Private equity’s flip-at-a-higher-multiple model is faltering, opening the door for those who can truly transform businesses through technology.
For two decades, private equity has operated on a simple premise: buy a company at 6x EBITDA, hold it for five years, and sell it at 8x. When that stopped working, they bought at 8x and sold at 10x. Then 10x to 12x. By 2021, firms were paying 15x for businesses that a decade earlier would have traded at 5x.
This wasn't value creation—it was value transfer. A sophisticated game of musical chairs where each buyer justified higher prices by pointing to the last transaction. The $3.6 trillion in trapped portfolio companies isn't just illiquid inventory. It's the moment the music stopped, and 30,000 companies are left standing without a chair.
The uncomfortable truth: Without perpetual multiple expansion, much of PE's historical returns disappear. Strip away the leverage and the fee engineering, and you're left with businesses growing at GDP plus inflation.
The valuation challenge facing PE isn't unique to private markets—both public and private valuations expanded significantly over the past two decades. The difference is what happens when conditions change.
Mid-market PE multiples grew from 8.2x in 2005 to 13.8x in 2019. The S&P 500 P/E ratio expanded from 20.0x to 36.0x over the same period. Both markets participated in significant multiple expansion.
The critical difference: Public market investors can still sell at current multiples. Mid-market PE firms face a different reality. According to Bain's 2025 Global Private Equity Report, PE firms are holding nearly 30,000 unsold companies worth $3.6 trillion. PitchBook data shows exit values dropped 19% quarter-on-quarter in Q1 2025, with exit count falling 25.2%.
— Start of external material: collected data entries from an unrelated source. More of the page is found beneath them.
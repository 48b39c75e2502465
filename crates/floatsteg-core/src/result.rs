use crate::error::FloatStegError;

pub type Result<T> = std::result::Result<T, FloatStegError>;
//! Key-value blob storage behind the progress save.
//!
//! `LocalStorage` is only available in the browser; native builds and tests use `MemoryStore`.

use std::collections::HashMap;

/// A failed save. Never fatal: the in-memory progress stays valid.
#[derive(Debug, thiserror::Error)]
pub enum StoreError {
    #[error("storage is not available")]
    Unavailable,

    #[error("failed to write `{key}`: {reason}")]
    Write { key: String, reason: String },

    #[error("failed to encode progress: {0}")]
    Encode(#[from] serde_json::Error),
}

/// Synchronous string store, last write wins.
pub trait Store {
    fn get(&self, key: &str) -> Option<String>;
    fn set(&mut self, key: &str, value: &str) -> Result<(), StoreError>;
}

/// In-process store.
#[derive(Debug, Default)]
pub struct MemoryStore {
    entries: HashMap<String, String>,
    /// Reject every write, as a full localStorage does.
    reject_writes: bool,
}

impl MemoryStore {
    pub fn new() -> Self {
        Self::default()
    }

    /// A store that already holds `value` under `key`.
    #[cfg(test)]
    pub fn with_entry(key: &str, value: &str) -> Self {
        let mut store = Self::new();
        store.entries.insert(key.to_string(), value.to_string());
        store
    }

    /// A store whose writes all fail with a quota error.
    #[cfg(test)]
    pub fn rejecting_writes() -> Self {
        Self {
            reject_writes: true,
            ..Self::default()
        }
    }
}

impl Store for MemoryStore {
    fn get(&self, key: &str) -> Option<String> {
        self.entries.get(key).cloned()
    }

    fn set(&mut self, key: &str, value: &str) -> Result<(), StoreError> {
        if self.reject_writes {
            return Err(StoreError::Write {
                key: key.to_string(),
                reason: "quota exceeded".to_string(),
            });
        }
        self.entries.insert(key.to_string(), value.to_string());
        Ok(())
    }
}

/// `window.localStorage`. A missing storage object (private mode, sandboxed iframe)
/// reads as empty and rejects writes.
#[cfg(target_arch = "wasm32")]
pub struct LocalStorage {
    storage: Option<web_sys::Storage>,
}

#[cfg(target_arch = "wasm32")]
impl LocalStorage {
    pub fn open() -> Self {
        let storage = web_sys::window().and_then(|w| w.local_storage().ok().flatten());
        if storage.is_none() {
            log::warn!("localStorage unavailable, progress will not survive reloads");
        }
        Self { storage }
    }
}

#[cfg(target_arch = "wasm32")]
impl Store for LocalStorage {
    fn get(&self, key: &str) -> Option<String> {
        self.storage.as_ref()?.get_item(key).ok().flatten()
    }

    fn set(&mut self, key: &str, value: &str) -> Result<(), StoreError> {
        let storage = self.storage.as_ref().ok_or(StoreError::Unavailable)?;
        storage.set_item(key, value).map_err(|e| StoreError::Write {
            key: key.to_string(),
            reason: format!("{e:?}"),
        })
    }
}
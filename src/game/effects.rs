//! Short-lived visual feedback: floating "+1" text, the level-up flash and the notice log.
//!
//! Nothing here feeds back into progress.

use super::state::{ClickOutcome, ProgressView};

/// Oldest particles are dropped past this many.
pub const PARTICLE_CAP: usize = 20;
pub const NOTICE_CAP: usize = 6;

/// About one second at 10 ticks/sec.
const FLOAT_TICKS: u32 = 10;
const FLASH_TICKS: u32 = 3;
/// Rows a particle climbs over its lifetime.
const RISE_ROWS: u32 = 3;

#[derive(Clone, Debug, PartialEq)]
pub struct FloatingText {
    pub text: String,
    /// Cell that was clicked; `None` for keyboard clicks (drawn at the button center).
    pub at: Option<(u16, u16)>,
    pub col_offset: i16,
    pub life: u32,
    pub max_life: u32,
}

impl FloatingText {
    /// Rows climbed so far.
    pub fn rise(&self) -> u16 {
        let elapsed = self.max_life.saturating_sub(self.life);
        (elapsed * RISE_ROWS / self.max_life.max(1)) as u16
    }

    /// Remaining life as a fraction, for fading.
    pub fn remaining(&self) -> f32 {
        self.life as f32 / self.max_life.max(1) as f32
    }
}

#[derive(Clone, Debug, PartialEq)]
pub struct Notice {
    pub text: String,
    pub important: bool,
}

pub struct Effects {
    pub particles: Vec<FloatingText>,
    /// Ticks left on the level-up flash.
    pub flash: u32,
    pub notices: Vec<Notice>,
    seed: u32,
}

impl Effects {
    pub fn new() -> Self {
        Self {
            particles: Vec::new(),
            flash: 0,
            notices: Vec::new(),
            seed: 0x2545_f491,
        }
    }

    /// Spawn feedback for one click. `view` is the progress before the click; only its
    /// reward table is read.
    pub fn click(&mut self, at: Option<(u16, u16)>, outcome: &ClickOutcome, view: Option<&ProgressView>) {
        let rocket = view.map_or(false, |v| v.has_reward("reward_rocket"));
        let col_offset = if at.is_some() {
            0
        } else {
            (self.next_random() % 7) as i16 - 3
        };
        self.particles.push(FloatingText {
            text: if rocket { "+1 🚀".into() } else { "+1".into() },
            at,
            col_offset,
            life: FLOAT_TICKS,
            max_life: FLOAT_TICKS,
        });
        if self.particles.len() > PARTICLE_CAP {
            self.particles.remove(0);
        }

        if outcome.leveled_up {
            self.flash = FLASH_TICKS;
        }
        if let Some(rank) = &outcome.new_rank {
            self.notify(format!("★ New rank: {rank}"), true);
        }
        for id in &outcome.unlocked {
            let label = view
                .and_then(|v| v.rewards.iter().find(|r| r.entry.id == id.as_str()))
                .map(|r| format!("{} {}", r.entry.icon, r.entry.title))
                .unwrap_or_else(|| id.clone());
            self.notify(format!("Unlocked {label}"), true);
        }
    }

    pub fn level_reached(&mut self, level: u32) {
        self.notify(format!("Level {level}!"), false);
    }

    pub fn notify(&mut self, text: String, important: bool) {
        self.notices.push(Notice { text, important });
        if self.notices.len() > NOTICE_CAP {
            self.notices.remove(0);
        }
    }

    pub fn tick(&mut self, delta_ticks: u32) {
        if delta_ticks == 0 {
            return;
        }
        for p in &mut self.particles {
            p.life = p.life.saturating_sub(delta_ticks);
        }
        self.particles.retain(|p| p.life > 0);
        self.flash = self.flash.saturating_sub(delta_ticks);
    }

    /// xorshift; only used to scatter keyboard-click particles.
    fn next_random(&mut self) -> u32 {
        let mut x = self.seed;
        x ^= x << 13;
        x ^= x >> 17;
        x ^= x << 5;
        self.seed = x;
        x
    }
}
This is an illiquidity problem. When valuations expanded, PE firms acquired businesses assuming they could exit at similar or higher multiples. That assumption no longer holds, leaving thousands of portfolio companies in a holding pattern.
The premise of modern private equity has been value creation through operational improvement. But there's a gap between premise and practice: buying a plumbing business at 5x and selling it at 10x isn't value creation if the plumber still fixes the same number of toilets the same way. It's multiple arbitrage—hoping the next buyer will pay more for the same cash flows.
This worked when rates were zero and capital was desperate for yield. But at 5% risk-free rates, the calculus has changed fundamentally.
The 30,000 companies currently in portfolios tell the story. Many are sitting at 2021 valuations that no buyer will pay. McKinsey consultants were brought in to recommend "digital transformation," but often the HVAC company still dispatches trucks the same way, the medical practice still schedules appointments manually, the manufacturer still manages inventory on spreadsheets.
The operational improvements that were promised didn't always materialize in ways that justified the entry multiples.
This is where challenge becomes opportunity. What if the industry moved beyond financial engineering and delivered actual operational transformation?
Here's what that looks like: That plumbing business still fixes pipes, but now their scheduling runs itself, their inventory predicts what parts they'll need next month, their invoicing happens automatically, and their customer data tells them which neighborhoods will need repiping in the next five years. The plumber still plumbs—but everything else that ate up 60% of their day is automated. Their margins go from 20% to 40%. Their revenue per employee doubles.
This isn't financial engineering. It's giving a services business the operational leverage of a software company. When you can handle twice the revenue with the same headcount, when your back office runs itself, when every customer interaction feeds an intelligence system—that's when a plumbing business actually deserves a 10x multiple. Because now it's not a plumbing business anymore. It's a tech-enabled platform that happens to fix pipes.
The firms sitting on $1 trillion in dry powder face a choice: continue the old playbook or fundamentally change their approach. The continuation funds, the NAV loans, the secondaries market—these are tools to manage the transition, but they're not solutions to the underlying challenge.
As John Romeo, managing partner at Oliver Wyman, recently noted: "They just paid too much, so they're not going to make the target returns on those, and that's blocked up the system."
The opportunity lies in doing what PE has always aspired to do but rarely achieved at scale: genuine operational transformation. Not org charts and KPIs, but fundamental reimagination of how work gets done. The healthcare staffing firm where AI matches nurses to shifts in seconds. The logistics company where routes optimize themselves. The manufacturer where inventory, production, and shipping operate as one intelligent system.
This represents the greatest arbitrage opportunity in PE history: buying traditional businesses at traditional multiples and transforming them into something that genuinely deserves premium valuations. Not through multiple expansion assumptions, but through making these businesses operate in fundamentally different ways.
Some firms will continue the traditional approach, working through their existing portfolios. Others will pioneer a new model—combining the discipline and downside protection of private equity with transformation capabilities that create real operational leverage.
The market has reset. The question is who adapts.